Le Mishna Broura cite le ‘Hayei Adam qui tranche que pour les bra’hot qui sont « min athora » on fera la bra’ha.
(si on a mangé du pain et que l’on doit faire birkat amazon, on le fera même si le goût de ce pain non kasher nous était désagréable en raison de sa non-kashrout, malgré son bon goût pour un autre consommateur.)
Rafa2007
Messages: 131
Kvod harav, pourquoi du pain pétri avec du lait (quand les deux sont casher) est-il interdit, tel que vous le mentionnez plus haut ?

Merci beaucoup.
Rav Binyamin Wattenberg
Messages: 7385
Citation:
Kvod harav, pourquoi du pain pétri avec du lait (quand les deux sont casher) est-il interdit, tel que vous le mentionnez plus haut ?

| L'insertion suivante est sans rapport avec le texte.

//!A Rust library for loading shared libraries at run time through the operating system's own loader,
//!importing their symbols with a lifetime that keeps the library alive, and inspecting library files
//!without loading them.
//!
//!This library covers four jobs:
//!1. [`SharedLibrary`]: a move-only owner of one native `dlopen`/`LoadLibraryExW` handle.
//!2. [`import`], [`import_fn`] and [`import_alias`]: symbols that share ownership of their library,
//!   so the library is unloaded exactly once, after the last holder is gone.
//!3. [`symbol_location_ptr`], [`program_location`] and [`this_line_location!`]: map an address to
//!   the file of the module that contains it.
//!4. [`LibraryInfo`]: list the sections and exported symbols of an ELF, PE or Mach-O file (32 or 64 bit).
//!
//! # Examples
//! ```no_run
//! # use dynlib::{LoadMode, import_fn};
//! let add = unsafe {
//!     import_fn::<extern "C" fn(i32, i32) -> i32>(
//!         "./target/release/example",
//!         "add",
//!         LoadMode::APPEND_DECORATIONS,
//!     )
//! }
//! .unwrap();
//! println!("{}", add(1, 1));
//! ```
#![allow(clippy::type_complexity)]
#![warn(
    clippy::unnecessary_lazy_evaluations,
    clippy::collapsible_if,
    clippy::explicit_iter_loop,
    clippy::manual_assert,
    clippy::needless_question_mark,
    clippy::needless_return,
    clippy::needless_update,
    clippy::redundant_clone,
    clippy::redundant_else,
    clippy::redundant_static_lifetimes
)]

mod error;
mod import;
mod info;
mod library;
mod location;
mod os;

use bitflags::bitflags;

pub use crate::error::{Error, ErrorKind};
pub use crate::import::{
    Imported, ImportedFn, import, import_alias, import_alias_from, import_fn, import_fn_from,
    import_from,
};
pub use crate::info::{Format, LibraryInfo};
pub use crate::library::{SharedLibrary, Symbol};
pub use crate::location::{SymbolAddress, program_location, symbol_location, symbol_location_ptr};

bitflags! {
    /// Flags that control how a shared library is loaded.
    ///
    /// Each platform understands its own subset. Flags that mean nothing on the current platform
    /// are accepted and silently ignored.
    #[derive(Clone, Copy, Debug, PartialEq, Eq, Hash)]
    pub struct LoadMode: u32 {
        /// Let the platform decide.
        const DEFAULT_MODE = 0;
        /// Windows: do not call `DllMain` and do not load dependencies.
        const DONT_RESOLVE_DLL_REFERENCES = 0x0000_0001;
        /// Windows: do not check software restriction policies.
        const LOAD_IGNORE_CODE_AUTHZ_LEVEL = 0x0000_0010;
        /// Windows: search dependencies starting from the library's own folder.
        const LOAD_WITH_ALTERED_SEARCH_PATH = 0x0000_0008;
        /// POSIX: resolve undefined symbols only as the code referencing them is executed.
        const RTLD_LAZY = 0x0000_0100;
        /// POSIX: resolve all undefined symbols before the load returns.
        const RTLD_NOW = 0x0000_0200;
        /// POSIX: make symbols available to subsequently loaded libraries.
        const RTLD_GLOBAL = 0x0000_0400;
        /// POSIX: keep symbols private to this library.
        const RTLD_LOCAL = 0x0000_0800;
        /// POSIX: prefer the library's own symbols over global ones.
        const RTLD_DEEPBIND = 0x0000_1000;
        /// Try the platform-decorated file name first: `libname.so`, `libname.dylib` or `name.dll`.
        const APPEND_DECORATIONS = 0x0080_0000;
        /// Let the loader search system folders for a bare file name
        /// instead of resolving it against the current directory.
        const SEARCH_SYSTEM_FOLDERS = 0x0100_0000;
    }
}

impl Default for LoadMode {
    fn default() -> Self {
        LoadMode::DEFAULT_MODE
    }
}

impl LoadMode {
    /// Fills in the defaults the loader needs: lazy binding unless `RTLD_NOW`,
    /// local visibility unless `RTLD_GLOBAL`.
    pub(crate) fn normalized(self) -> LoadMode {
        let mut mode = self;
        if !mode.contains(LoadMode::RTLD_NOW) {
            mode |= LoadMode::RTLD_LAZY;
        }
        if !mode.contains(LoadMode::RTLD_GLOBAL) {
            mode |= LoadMode::RTLD_LOCAL;
        }
        mode
    }
}

pub type Result<T> = core::result::Result<T, Error>;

Vous vous rapportez à ce que j’ai écrit plus haut :
« Même dans certains autres interdits « miderabanan » nous trouvons des poskim qui imposent la bra’ha, voir Rabbi Akiva Eiger (ora’h ‘haim §196) qui impose la bra’ha sur un pain pétri avec du lait –qui est interdit à la consommation miderabanan même si c’est du lait super-shamour, voir Shoul’han Arou’h yoré déa (§97, 1)- malgré que ce ne soit pas unanime, voir par exemple le Pri Megadim qui écrit l’inverse (§168 Eshel Avraham sk.16) et interdit la bra'ha sur un tel pain. »

Il s’agit d’un interdit rabbinique (ne pas pétrir du pain avec du lait), de peur d’en arriver à en manger durant un repas carné (Psa’him 30a et 36a et S.A. Y’’D §97,1). (Il faut noter qu’à l’époque, on mangeait du pain à chaque repas).

Il est aussi interdit de cuire un pain « bessari », de peur d’en manger avec du lait.
Le pain doit être cuit Parve.

L’interdit est de « pétrir » une telle pâte à pain (qui constituerait une potentielle embûche), pas de consommer un tel pain si c’est un non-juif qui l’a pétri.
Mais si c’est un juif qui a fait ce pain, puisqu’il y a eu infraction, le pain est interdit à la consommation.

Toutefois, les ‘Hazal ont limité leur interdit aux cas qui leur paraissaient risqués, mais si l’on opère un Shinouy, une distinction dans le pain, dans sa forme par exemple, c’est autorisé.
Bien entendu, il faut que cette forme particulière résiste à la découpe.

Pour simplifier on peut aussi grigner, scarifier le pâton (avant cuisson) d’une manière précise pour éviter toute ambiguïté par la suite.
Mais inciser le pain après la cuisson ne l’autorisera pas rétroactivement –‘Havot Daat (Y’’D §97, sk.3), ‘Hokhmat Adam (§50,5), Shoel Oumeshiv (II, IV, §189 -cité dans le Darkhei Tshouva §97, sk.7) et cf. Pleiti (§97, sk.1).

Il est aussi autorisé (Psa’him 36a) de cuire une pâte (lait ou viande) en petite quantité, de sorte que tout soit consommé le jour même [ou plus précisément : « pour un jour », car on peut le cuire vendredi pour shabbat, néanmoins le Aroukh Hashoul’han (Y’’D §97,4) parle de 24h montre en main] et qu’il n’en reste pas pour le lendemain où l’on pourrait avoir oublié sa particularité.